* **AIM OF THE EXERCISE**:
Look down the entries below and report how many lines hold the string "quot"; write nothing else.

== EXERCISE DATA

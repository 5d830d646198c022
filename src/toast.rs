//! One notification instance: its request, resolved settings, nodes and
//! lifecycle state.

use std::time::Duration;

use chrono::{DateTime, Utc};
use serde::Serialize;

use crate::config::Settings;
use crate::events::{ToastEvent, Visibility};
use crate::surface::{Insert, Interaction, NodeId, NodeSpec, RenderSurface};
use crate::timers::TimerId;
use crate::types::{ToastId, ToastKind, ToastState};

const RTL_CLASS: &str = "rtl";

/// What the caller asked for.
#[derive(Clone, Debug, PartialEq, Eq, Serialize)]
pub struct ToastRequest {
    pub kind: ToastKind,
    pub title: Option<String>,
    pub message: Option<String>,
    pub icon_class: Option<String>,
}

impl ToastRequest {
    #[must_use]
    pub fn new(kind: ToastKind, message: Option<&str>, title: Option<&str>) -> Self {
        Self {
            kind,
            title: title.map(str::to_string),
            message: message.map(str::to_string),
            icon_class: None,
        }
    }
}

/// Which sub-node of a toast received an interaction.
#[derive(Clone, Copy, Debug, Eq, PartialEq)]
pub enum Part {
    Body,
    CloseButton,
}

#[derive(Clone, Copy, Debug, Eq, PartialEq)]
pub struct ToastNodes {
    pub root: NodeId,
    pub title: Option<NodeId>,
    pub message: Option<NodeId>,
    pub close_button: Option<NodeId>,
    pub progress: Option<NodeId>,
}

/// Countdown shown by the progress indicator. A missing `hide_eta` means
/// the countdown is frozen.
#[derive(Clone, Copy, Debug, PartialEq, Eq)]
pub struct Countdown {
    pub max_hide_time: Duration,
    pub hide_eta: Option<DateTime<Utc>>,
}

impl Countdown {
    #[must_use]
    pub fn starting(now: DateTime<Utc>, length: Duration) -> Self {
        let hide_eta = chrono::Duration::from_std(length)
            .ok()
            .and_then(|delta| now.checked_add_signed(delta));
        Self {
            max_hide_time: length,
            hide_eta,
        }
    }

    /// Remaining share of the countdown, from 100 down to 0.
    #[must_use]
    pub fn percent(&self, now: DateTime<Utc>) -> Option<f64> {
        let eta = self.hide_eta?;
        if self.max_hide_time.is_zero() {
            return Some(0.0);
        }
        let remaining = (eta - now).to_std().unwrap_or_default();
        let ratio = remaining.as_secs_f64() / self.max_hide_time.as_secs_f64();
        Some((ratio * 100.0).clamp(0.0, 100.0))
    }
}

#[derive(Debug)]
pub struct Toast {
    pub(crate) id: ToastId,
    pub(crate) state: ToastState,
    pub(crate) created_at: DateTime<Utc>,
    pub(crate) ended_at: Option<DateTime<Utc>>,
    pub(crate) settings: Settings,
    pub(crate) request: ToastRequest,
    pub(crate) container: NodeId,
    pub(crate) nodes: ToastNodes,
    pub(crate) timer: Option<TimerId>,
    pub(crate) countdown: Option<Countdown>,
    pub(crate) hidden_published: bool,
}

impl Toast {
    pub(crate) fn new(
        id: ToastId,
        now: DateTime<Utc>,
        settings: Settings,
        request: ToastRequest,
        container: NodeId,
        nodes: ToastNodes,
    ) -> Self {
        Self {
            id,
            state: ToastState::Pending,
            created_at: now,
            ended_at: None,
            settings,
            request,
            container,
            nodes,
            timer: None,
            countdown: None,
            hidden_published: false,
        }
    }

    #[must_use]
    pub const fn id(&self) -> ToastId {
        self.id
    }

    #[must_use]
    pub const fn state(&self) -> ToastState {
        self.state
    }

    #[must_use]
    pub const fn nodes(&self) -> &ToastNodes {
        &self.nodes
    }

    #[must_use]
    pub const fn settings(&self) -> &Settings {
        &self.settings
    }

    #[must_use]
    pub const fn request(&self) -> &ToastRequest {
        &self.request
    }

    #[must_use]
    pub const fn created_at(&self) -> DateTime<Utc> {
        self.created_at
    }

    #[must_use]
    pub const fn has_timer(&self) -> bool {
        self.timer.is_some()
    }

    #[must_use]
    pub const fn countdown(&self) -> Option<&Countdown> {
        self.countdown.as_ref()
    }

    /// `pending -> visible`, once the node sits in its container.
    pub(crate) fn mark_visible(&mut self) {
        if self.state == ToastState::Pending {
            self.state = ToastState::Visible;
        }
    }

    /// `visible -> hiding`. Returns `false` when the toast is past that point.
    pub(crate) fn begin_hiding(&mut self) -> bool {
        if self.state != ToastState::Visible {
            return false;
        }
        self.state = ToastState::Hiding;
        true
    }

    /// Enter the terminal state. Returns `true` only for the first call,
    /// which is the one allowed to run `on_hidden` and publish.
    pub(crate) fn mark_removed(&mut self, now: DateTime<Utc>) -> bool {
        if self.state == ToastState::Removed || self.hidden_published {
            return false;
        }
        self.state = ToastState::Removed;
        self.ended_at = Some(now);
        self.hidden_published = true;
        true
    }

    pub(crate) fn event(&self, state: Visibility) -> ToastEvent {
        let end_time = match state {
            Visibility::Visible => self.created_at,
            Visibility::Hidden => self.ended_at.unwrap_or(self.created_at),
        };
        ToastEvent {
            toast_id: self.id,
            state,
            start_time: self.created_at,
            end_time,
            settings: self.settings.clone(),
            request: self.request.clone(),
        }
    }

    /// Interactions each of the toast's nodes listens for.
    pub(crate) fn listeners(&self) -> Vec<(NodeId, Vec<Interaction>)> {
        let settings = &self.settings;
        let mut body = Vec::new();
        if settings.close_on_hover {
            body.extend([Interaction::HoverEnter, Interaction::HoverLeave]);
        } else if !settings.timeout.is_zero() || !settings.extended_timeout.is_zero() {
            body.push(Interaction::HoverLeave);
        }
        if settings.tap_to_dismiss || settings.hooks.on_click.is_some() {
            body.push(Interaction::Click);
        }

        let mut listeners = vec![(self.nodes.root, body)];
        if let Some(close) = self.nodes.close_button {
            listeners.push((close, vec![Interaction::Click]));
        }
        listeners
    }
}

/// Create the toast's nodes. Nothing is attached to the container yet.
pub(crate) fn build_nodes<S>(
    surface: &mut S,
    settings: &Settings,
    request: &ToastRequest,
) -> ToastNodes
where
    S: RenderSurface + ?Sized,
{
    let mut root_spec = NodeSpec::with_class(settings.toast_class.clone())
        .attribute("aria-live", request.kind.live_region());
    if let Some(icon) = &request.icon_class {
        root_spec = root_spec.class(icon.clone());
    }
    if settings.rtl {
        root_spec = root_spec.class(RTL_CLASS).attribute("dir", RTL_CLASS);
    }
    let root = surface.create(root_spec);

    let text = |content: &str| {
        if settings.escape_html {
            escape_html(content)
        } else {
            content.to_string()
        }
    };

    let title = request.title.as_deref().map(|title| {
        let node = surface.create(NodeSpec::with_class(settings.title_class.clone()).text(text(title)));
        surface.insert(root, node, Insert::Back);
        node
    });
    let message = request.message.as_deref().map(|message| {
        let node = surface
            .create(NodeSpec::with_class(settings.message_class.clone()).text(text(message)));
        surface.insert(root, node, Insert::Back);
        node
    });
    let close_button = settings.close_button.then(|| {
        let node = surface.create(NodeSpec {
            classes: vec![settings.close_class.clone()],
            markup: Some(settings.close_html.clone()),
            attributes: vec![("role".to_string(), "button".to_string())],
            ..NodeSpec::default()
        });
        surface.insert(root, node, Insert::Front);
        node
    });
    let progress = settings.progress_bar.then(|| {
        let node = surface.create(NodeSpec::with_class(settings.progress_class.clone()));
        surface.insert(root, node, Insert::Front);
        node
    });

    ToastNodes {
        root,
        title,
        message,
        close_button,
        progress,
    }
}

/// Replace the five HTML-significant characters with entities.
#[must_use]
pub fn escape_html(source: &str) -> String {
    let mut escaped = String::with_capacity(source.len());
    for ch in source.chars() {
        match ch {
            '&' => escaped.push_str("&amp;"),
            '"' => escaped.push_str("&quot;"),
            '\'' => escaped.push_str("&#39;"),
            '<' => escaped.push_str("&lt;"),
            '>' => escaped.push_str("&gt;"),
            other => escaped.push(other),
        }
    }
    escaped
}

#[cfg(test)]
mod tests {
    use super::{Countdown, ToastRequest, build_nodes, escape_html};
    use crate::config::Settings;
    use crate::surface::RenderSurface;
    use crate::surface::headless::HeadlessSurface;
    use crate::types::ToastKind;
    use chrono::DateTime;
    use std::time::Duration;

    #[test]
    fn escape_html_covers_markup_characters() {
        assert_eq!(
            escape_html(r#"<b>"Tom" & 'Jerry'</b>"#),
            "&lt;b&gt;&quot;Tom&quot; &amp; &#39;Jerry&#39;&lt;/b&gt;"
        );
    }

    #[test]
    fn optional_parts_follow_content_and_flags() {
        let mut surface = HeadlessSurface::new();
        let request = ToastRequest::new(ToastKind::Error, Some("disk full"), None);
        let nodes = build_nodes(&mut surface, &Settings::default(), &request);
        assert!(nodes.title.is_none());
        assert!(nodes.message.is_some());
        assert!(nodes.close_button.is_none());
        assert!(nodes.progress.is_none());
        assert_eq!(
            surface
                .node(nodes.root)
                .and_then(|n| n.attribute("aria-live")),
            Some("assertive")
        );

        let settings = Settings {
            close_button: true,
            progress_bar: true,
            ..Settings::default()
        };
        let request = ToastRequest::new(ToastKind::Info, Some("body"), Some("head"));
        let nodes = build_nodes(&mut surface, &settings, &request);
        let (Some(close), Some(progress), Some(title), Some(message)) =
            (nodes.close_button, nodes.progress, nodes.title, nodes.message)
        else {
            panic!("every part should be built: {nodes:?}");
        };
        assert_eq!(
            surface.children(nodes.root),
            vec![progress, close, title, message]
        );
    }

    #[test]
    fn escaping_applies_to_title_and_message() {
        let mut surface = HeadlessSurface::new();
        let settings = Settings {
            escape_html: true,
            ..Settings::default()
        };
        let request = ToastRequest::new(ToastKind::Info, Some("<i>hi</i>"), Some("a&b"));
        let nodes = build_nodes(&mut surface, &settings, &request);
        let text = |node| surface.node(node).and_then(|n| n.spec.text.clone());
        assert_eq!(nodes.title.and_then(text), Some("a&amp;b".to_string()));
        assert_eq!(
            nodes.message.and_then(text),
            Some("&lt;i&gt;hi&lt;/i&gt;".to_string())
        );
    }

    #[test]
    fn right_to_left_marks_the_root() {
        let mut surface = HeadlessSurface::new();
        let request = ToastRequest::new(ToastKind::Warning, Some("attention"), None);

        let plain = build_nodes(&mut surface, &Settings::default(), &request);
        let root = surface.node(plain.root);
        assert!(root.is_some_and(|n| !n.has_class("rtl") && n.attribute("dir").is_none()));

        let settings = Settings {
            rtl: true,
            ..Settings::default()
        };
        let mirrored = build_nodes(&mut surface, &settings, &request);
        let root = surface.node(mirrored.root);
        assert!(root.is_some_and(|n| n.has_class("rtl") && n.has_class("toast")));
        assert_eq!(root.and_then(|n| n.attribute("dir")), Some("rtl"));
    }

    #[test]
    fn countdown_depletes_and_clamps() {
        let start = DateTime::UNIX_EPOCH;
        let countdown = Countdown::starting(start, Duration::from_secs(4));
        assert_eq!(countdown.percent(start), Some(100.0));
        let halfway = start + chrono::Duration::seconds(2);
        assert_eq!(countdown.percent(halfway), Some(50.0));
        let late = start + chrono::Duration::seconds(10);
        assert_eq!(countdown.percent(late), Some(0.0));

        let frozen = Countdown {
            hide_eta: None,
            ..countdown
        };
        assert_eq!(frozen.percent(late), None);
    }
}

====

* **TASK RESPONSE**:
2